--- SUPPLIED DATA Enclosed Below ---

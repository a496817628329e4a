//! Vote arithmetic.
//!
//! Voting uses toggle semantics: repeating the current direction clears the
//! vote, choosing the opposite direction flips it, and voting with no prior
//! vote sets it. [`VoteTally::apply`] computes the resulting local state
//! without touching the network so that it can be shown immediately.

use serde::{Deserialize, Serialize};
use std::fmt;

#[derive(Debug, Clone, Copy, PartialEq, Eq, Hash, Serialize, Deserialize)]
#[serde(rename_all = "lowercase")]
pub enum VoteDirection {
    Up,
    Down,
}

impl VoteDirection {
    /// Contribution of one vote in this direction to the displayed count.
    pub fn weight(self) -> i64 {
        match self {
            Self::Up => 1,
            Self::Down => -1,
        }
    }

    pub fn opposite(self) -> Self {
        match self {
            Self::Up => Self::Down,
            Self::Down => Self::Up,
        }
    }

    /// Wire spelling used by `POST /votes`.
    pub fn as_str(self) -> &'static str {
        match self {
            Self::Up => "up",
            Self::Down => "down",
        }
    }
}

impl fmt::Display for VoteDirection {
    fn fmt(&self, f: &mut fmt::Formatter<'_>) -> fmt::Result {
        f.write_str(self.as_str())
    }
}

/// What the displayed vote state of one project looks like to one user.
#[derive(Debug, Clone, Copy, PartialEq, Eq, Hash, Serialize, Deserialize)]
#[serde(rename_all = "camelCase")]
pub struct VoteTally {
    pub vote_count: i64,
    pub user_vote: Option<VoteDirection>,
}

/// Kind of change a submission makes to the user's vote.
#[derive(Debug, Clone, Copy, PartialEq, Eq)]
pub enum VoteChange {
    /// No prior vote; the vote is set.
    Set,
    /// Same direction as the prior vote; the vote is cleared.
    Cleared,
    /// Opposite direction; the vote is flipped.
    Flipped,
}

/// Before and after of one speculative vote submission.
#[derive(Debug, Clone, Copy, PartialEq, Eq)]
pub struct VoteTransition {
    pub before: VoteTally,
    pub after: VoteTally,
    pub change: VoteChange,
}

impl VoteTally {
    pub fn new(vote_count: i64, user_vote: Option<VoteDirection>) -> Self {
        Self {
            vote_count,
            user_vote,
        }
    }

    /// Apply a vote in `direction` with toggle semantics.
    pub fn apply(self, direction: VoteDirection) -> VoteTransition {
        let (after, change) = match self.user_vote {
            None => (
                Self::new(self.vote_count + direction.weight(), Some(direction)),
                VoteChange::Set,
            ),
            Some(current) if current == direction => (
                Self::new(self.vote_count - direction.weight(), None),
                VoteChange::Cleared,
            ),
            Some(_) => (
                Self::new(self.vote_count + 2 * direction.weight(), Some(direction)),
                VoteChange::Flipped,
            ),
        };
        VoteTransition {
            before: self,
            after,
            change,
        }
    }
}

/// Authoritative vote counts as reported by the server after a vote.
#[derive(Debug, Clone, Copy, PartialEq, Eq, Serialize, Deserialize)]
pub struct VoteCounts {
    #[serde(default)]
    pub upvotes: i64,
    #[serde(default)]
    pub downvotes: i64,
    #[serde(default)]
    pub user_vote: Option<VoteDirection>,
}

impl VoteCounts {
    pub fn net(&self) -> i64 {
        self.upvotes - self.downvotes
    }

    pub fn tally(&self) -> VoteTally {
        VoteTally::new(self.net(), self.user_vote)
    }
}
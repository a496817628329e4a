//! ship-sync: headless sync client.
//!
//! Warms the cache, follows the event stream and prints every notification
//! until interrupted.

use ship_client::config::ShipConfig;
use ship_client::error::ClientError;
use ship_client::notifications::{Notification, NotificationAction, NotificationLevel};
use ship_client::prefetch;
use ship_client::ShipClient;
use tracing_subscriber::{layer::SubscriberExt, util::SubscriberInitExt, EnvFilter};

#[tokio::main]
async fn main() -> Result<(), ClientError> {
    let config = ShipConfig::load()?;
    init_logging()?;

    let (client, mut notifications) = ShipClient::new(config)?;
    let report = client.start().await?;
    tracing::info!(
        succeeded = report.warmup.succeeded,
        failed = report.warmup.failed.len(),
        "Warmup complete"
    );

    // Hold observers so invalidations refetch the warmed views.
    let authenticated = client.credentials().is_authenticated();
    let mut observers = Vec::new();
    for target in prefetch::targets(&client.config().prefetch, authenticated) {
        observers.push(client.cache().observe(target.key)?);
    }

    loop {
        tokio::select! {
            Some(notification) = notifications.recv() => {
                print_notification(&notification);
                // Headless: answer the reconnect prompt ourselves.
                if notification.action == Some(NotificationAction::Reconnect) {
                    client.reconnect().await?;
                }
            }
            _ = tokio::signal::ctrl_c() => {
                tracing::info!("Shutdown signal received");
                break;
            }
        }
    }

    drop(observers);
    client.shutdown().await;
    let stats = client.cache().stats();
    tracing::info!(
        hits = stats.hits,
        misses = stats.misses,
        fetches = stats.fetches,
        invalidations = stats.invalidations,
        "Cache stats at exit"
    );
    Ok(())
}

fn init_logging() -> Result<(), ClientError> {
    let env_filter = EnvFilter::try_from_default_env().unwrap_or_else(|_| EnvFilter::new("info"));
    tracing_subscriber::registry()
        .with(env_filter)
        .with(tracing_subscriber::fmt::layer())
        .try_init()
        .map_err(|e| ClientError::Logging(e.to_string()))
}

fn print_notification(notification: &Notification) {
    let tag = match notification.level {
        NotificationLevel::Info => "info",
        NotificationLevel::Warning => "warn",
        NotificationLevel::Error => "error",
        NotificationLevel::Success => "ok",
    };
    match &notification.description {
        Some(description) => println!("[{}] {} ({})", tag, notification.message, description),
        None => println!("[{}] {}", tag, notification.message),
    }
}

--- End of Enclosed SUPPLIED DATA ---

=== WHAT IS NEEDED ===
In the lines above, spot each one that contains the word "impl" and copy it.

=== OUTPUT OF THE EXERCISE ===
impl VoteDirection {
impl fmt::Display for VoteDirection {
impl VoteTally {
impl VoteCounts {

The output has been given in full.